Find out the top 10 core skills you need to master as a cytology manager and what hard skills you need to know to succeed in this job.

A cytology manager is responsible for overseeing the day to day operating activities in regards to all cytological procedures. He or she will strive to keep all channels of communication with the pathologists in charge. He or she will also manage all employees under the cytology department and undertake performance evaluation for them.

Besides that, he or she will get to perform the following essentials responsibilities; develop and maintain departmental policies and procedures up to date, evaluate and implement all budgetary processes, attend managerial meetings, ensure proper compliance with all policies and regulations, monitor all test reporting and supervise all cytological tests and evaluation procedures.

Core Skills Required to be a Cytology Manager

Core skills describe a set of non-technical abilities, knowledge, and understanding that form the basis for successful participation in the workplace. Core skills enable employees to efficiently and professionally navigate the world of work and interact with others, as well as adapt and think critically to solve problems.
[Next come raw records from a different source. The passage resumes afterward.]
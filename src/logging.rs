//! Logging
//!
//! `tracing-subscriber` setup for the CLI and for embedders that want the
//! cache's structured events. Precedence, highest first: CLI flags (applied with
//! [`LoggingConfig::with_overrides`]), `CATALOG_LOG*` environment variables,
//! the `[logging]` config section, defaults.

use crate::error::CatalogError;
use serde::{Deserialize, Serialize};
use std::collections::HashMap;
use std::path::PathBuf;
use std::str::FromStr;
use std::sync::Arc;
use tracing_subscriber::filter::Directive;
use tracing_subscriber::fmt::time::ChronoUtc;
use tracing_subscriber::fmt::writer::{BoxMakeWriter, MakeWriterExt};
use tracing_subscriber::{fmt, layer::SubscriberExt, util::SubscriberInitExt, EnvFilter, Registry};

const ENV_FILTER: &str = "CATALOG_LOG";
const ENV_FORMAT: &str = "CATALOG_LOG_FORMAT";
const ENV_OUTPUT: &str = "CATALOG_LOG_OUTPUT";
const ENV_MODULES: &str = "CATALOG_LOG_MODULES";
const ENV_FILE: &str = "CATALOG_LOG_FILE";

/// Logging configuration
#[derive(Debug, Clone, Serialize, Deserialize)]
#[serde(default)]
pub struct LoggingConfig {
    pub enabled: bool,

    /// trace, debug, info, warn, error, off
    pub level: String,

    /// json or text
    pub format: String,

    /// stdout, stderr, file, file+stderr, both
    pub output: String,

    /// Log file when output includes file; None uses the platform state dir
    pub file: Option<PathBuf>,

    /// ANSI colours; text format on a terminal stream only
    pub color: bool,

    /// Per-target levels, e.g. `catalog_cache::refresh = "trace"`
    pub modules: HashMap<String, String>,
}

impl Default for LoggingConfig {
    fn default() -> Self {
        Self {
            enabled: true,
            level: "info".to_string(),
            format: "text".to_string(),
            output: "stderr".to_string(),
            file: None,
            color: true,
            modules: HashMap::new(),
        }
    }
}

impl LoggingConfig {
    /// Apply command-line flags on top of the loaded configuration
    pub fn with_overrides(
        mut self,
        level: Option<&str>,
        format: Option<&str>,
        output: Option<&str>,
        file: Option<PathBuf>,
    ) -> Self {
        if let Some(level) = level {
            self.level = level.to_string();
            self.enabled = level != "off";
        }
        if let Some(format) = format {
            self.format = format.to_string();
        }
        if let Some(output) = output {
            self.output = output.to_string();
        }
        if file.is_some() {
            self.file = file;
        }
        self
    }
}

/// Event encoding
#[derive(Debug, Clone, Copy, PartialEq, Eq)]
pub enum LogFormat {
    Text,
    Json,
}

impl FromStr for LogFormat {
    type Err = CatalogError;

    fn from_str(s: &str) -> Result<Self, Self::Err> {
        match s.trim() {
            "text" => Ok(LogFormat::Text),
            "json" => Ok(LogFormat::Json),
            other => Err(CatalogError::ConfigError(format!(
                "Invalid log format: {} (must be 'json' or 'text')",
                other
            ))),
        }
    }
}

/// Where events are written
#[derive(Debug, Clone, Copy, PartialEq, Eq)]
pub struct LogOutput {
    pub stdout: bool,
    pub stderr: bool,
    pub file: bool,
}

impl LogOutput {
    fn terminal_only(&self) -> bool {
        !self.file
    }
}

impl FromStr for LogOutput {
    type Err = CatalogError;

    fn from_str(s: &str) -> Result<Self, Self::Err> {
        let (stdout, stderr, file) = match s.trim() {
            "stdout" => (true, false, false),
            "stderr" => (false, true, false),
            "file" => (false, false, true),
            "file+stderr" => (false, true, true),
            "both" => (true, true, false),
            other => {
                return Err(CatalogError::ConfigError(format!(
                    "Invalid log output: {} (must be 'stdout', 'stderr', 'file', 'file+stderr', or 'both')",
                    other
                )))
            }
        };
        Ok(LogOutput {
            stdout,
            stderr,
            file,
        })
    }
}

/// Resolve the log file: CLI, then `CATALOG_LOG_FILE`, then config, then the
/// platform state directory.
pub fn resolve_log_file_path(
    cli_file: Option<PathBuf>,
    config_file: Option<PathBuf>,
) -> Result<PathBuf, CatalogError> {
    let env_file = std::env::var(ENV_FILE).ok().map(PathBuf::from);
    [cli_file, env_file, config_file]
        .into_iter()
        .flatten()
        .find(|path| !path.as_os_str().is_empty())
        .map(Ok)
        .unwrap_or_else(default_log_file_path)
}

fn default_log_file_path() -> Result<PathBuf, CatalogError> {
    let dirs = directories::ProjectDirs::from("", "", "catalog-cache").ok_or_else(|| {
        CatalogError::ConfigError("Could not determine platform directories for log file".to_string())
    })?;
    // macOS and Windows have no state dir; fall back to the data dir there
    let dir = dirs.state_dir().unwrap_or_else(|| dirs.data_local_dir());
    Ok(dir.join("catalog-cache.log"))
}

/// Install the global subscriber
///
/// Fails if the configuration is invalid or a subscriber is already set.
pub fn init_logging(config: Option<&LoggingConfig>) -> Result<(), CatalogError> {
    let defaults = LoggingConfig::default();
    let config = config.unwrap_or(&defaults);
    if !config.enabled {
        return Ok(());
    }

    let filter = build_env_filter(config)?;
    let format: LogFormat = match std::env::var(ENV_FORMAT) {
        Ok(value) => value.parse()?,
        Err(_) => config.format.parse()?,
    };
    let output: LogOutput = match std::env::var(ENV_OUTPUT) {
        Ok(value) => value.parse()?,
        Err(_) => config.output.parse()?,
    };
    let writer = build_writer(output, config)?;

    let layer = fmt::layer()
        .with_target(true)
        .with_timer(ChronoUtc::rfc_3339())
        .with_writer(writer);
    let registry = Registry::default().with(filter);
    let installed = match format {
        LogFormat::Json => registry.with(layer.json()).try_init(),
        LogFormat::Text => registry
            .with(layer.with_ansi(config.color && output.terminal_only()))
            .try_init(),
    };
    installed.map_err(|e| CatalogError::ConfigError(format!("Failed to install logger: {}", e)))
}

fn build_writer(output: LogOutput, config: &LoggingConfig) -> Result<BoxMakeWriter, CatalogError> {
    let file = if output.file {
        let path = resolve_log_file_path(None, config.file.clone())?;
        if let Some(parent) = path.parent() {
            std::fs::create_dir_all(parent).map_err(|e| {
                CatalogError::ConfigError(format!("Failed to create log directory: {}", e))
            })?;
        }
        let handle = std::fs::OpenOptions::new()
            .create(true)
            .append(true)
            .open(&path)
            .map_err(|e| {
                CatalogError::ConfigError(format!("Failed to open log file {:?}: {}", path, e))
            })?;
        Some(Arc::new(handle))
    } else {
        None
    };

    let writer = match (file, output.stdout, output.stderr) {
        (Some(file), _, true) => BoxMakeWriter::new(file.and(std::io::stderr)),
        (Some(file), _, false) => BoxMakeWriter::new(file),
        (None, true, true) => BoxMakeWriter::new(std::io::stdout.and(std::io::stderr)),
        (None, true, false) => BoxMakeWriter::new(std::io::stdout),
        (None, false, _) => BoxMakeWriter::new(std::io::stderr),
    };
    Ok(writer)
}

/// `CATALOG_LOG` replaces the configured filter entirely; otherwise the level
/// plus config and `CATALOG_LOG_MODULES` per-target directives.
fn build_env_filter(config: &LoggingConfig) -> Result<EnvFilter, CatalogError> {
    if let Ok(filter) = EnvFilter::try_from_env(ENV_FILTER) {
        return Ok(filter);
    }
    if config.level == "off" {
        return Ok(EnvFilter::new("off"));
    }

    let env_modules = std::env::var(ENV_MODULES).unwrap_or_default();
    let env_directives = env_modules
        .split(',')
        .filter_map(|spec| spec.split_once('='))
        .map(|(target, level)| (target.trim().to_string(), level.trim().to_string()));
    let config_directives = config
        .modules
        .iter()
        .map(|(target, level)| (target.clone(), level.clone()));

    let mut filter = EnvFilter::try_new(&config.level)
        .map_err(|e| CatalogError::ConfigError(format!("Invalid log level: {}", e)))?;
    for (target, level) in config_directives.chain(env_directives) {
        let directive: Directive = format!("{}={}", target, level)
            .parse()
            .map_err(|e| CatalogError::ConfigError(format!("Invalid log directive: {}", e)))?;
        filter = filter.add_directive(directive);
    }
    Ok(filter)
}

#[cfg(test)]
mod tests {
    use super::*;

    #[test]
    fn default_config() {
        let config = LoggingConfig::default();
        assert!(config.enabled);
        assert_eq!(config.level, "info");
        assert_eq!(config.format.parse::<LogFormat>().unwrap(), LogFormat::Text);
        assert_eq!(
            config.output.parse::<LogOutput>().unwrap(),
            LogOutput {
                stdout: false,
                stderr: true,
                file: false
            }
        );
    }

    #[test]
    fn parse_outputs() {
        let out: LogOutput = "file+stderr".parse().unwrap();
        assert!(out.file && out.stderr && !out.stdout);
        assert!(!out.terminal_only());

        let out: LogOutput = "both".parse().unwrap();
        assert!(out.stdout && out.stderr && !out.file);

        assert!("syslog".parse::<LogOutput>().is_err());
        assert!("yaml".parse::<LogFormat>().is_err());
    }

    #[test]
    fn overrides_replace_only_given_fields() {
        let config = LoggingConfig::default().with_overrides(
            Some("debug"),
            None,
            Some("file"),
            Some(PathBuf::from("/tmp/catalog.log")),
        );
        assert_eq!(config.level, "debug");
        assert_eq!(config.format, "text");
        assert_eq!(config.output, "file");
        assert_eq!(config.file, Some(PathBuf::from("/tmp/catalog.log")));

        let silenced = LoggingConfig::default().with_overrides(Some("off"), None, None, None);
        assert!(!silenced.enabled);
    }

    #[test]
    fn cli_file_wins() {
        let path = resolve_log_file_path(
            Some(PathBuf::from("/tmp/cli.log")),
            Some(PathBuf::from("/tmp/config.log")),
        )
        .unwrap();
        assert_eq!(path, PathBuf::from("/tmp/cli.log"));
    }

    #[test]
    fn default_file_lives_in_project_dir() {
        let path = default_log_file_path().unwrap();
        assert!(path.ends_with("catalog-cache.log"));
        assert!(path.to_string_lossy().contains("catalog-cache"));
    }

    #[test]
    fn module_directives_are_validated() {
        let mut config = LoggingConfig::default();
        config
            .modules
            .insert("catalog_cache::refresh".to_string(), "trace".to_string());
        assert!(build_env_filter(&config).is_ok());

        config
            .modules
            .insert("catalog_cache::store".to_string(), "loud".to_string());
        assert!(build_env_filter(&config).is_err());
    }
}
Core skills are often tagged onto job descriptions to find or attract employees with specific essential core values that enable the company to remain competitive, build relationships, and improve productivity.

A cytology manager should master the following 10 core skills to fulfill her job properly.

Facilitation:

Facilitation is making tasks or life easy for others while ensuring the daily running of successful meetings or workshops or business at large.

A Cytology Manager must use facilitation to process and structure a system that meets the needs of either an individual or a team to help them achieve their goals as well as add value to their lives by making sure each participates.

Motivating others:

Motivating is using persuasion, incentives and mental or physical stimulants to influence the way people think or behave individually or in groups.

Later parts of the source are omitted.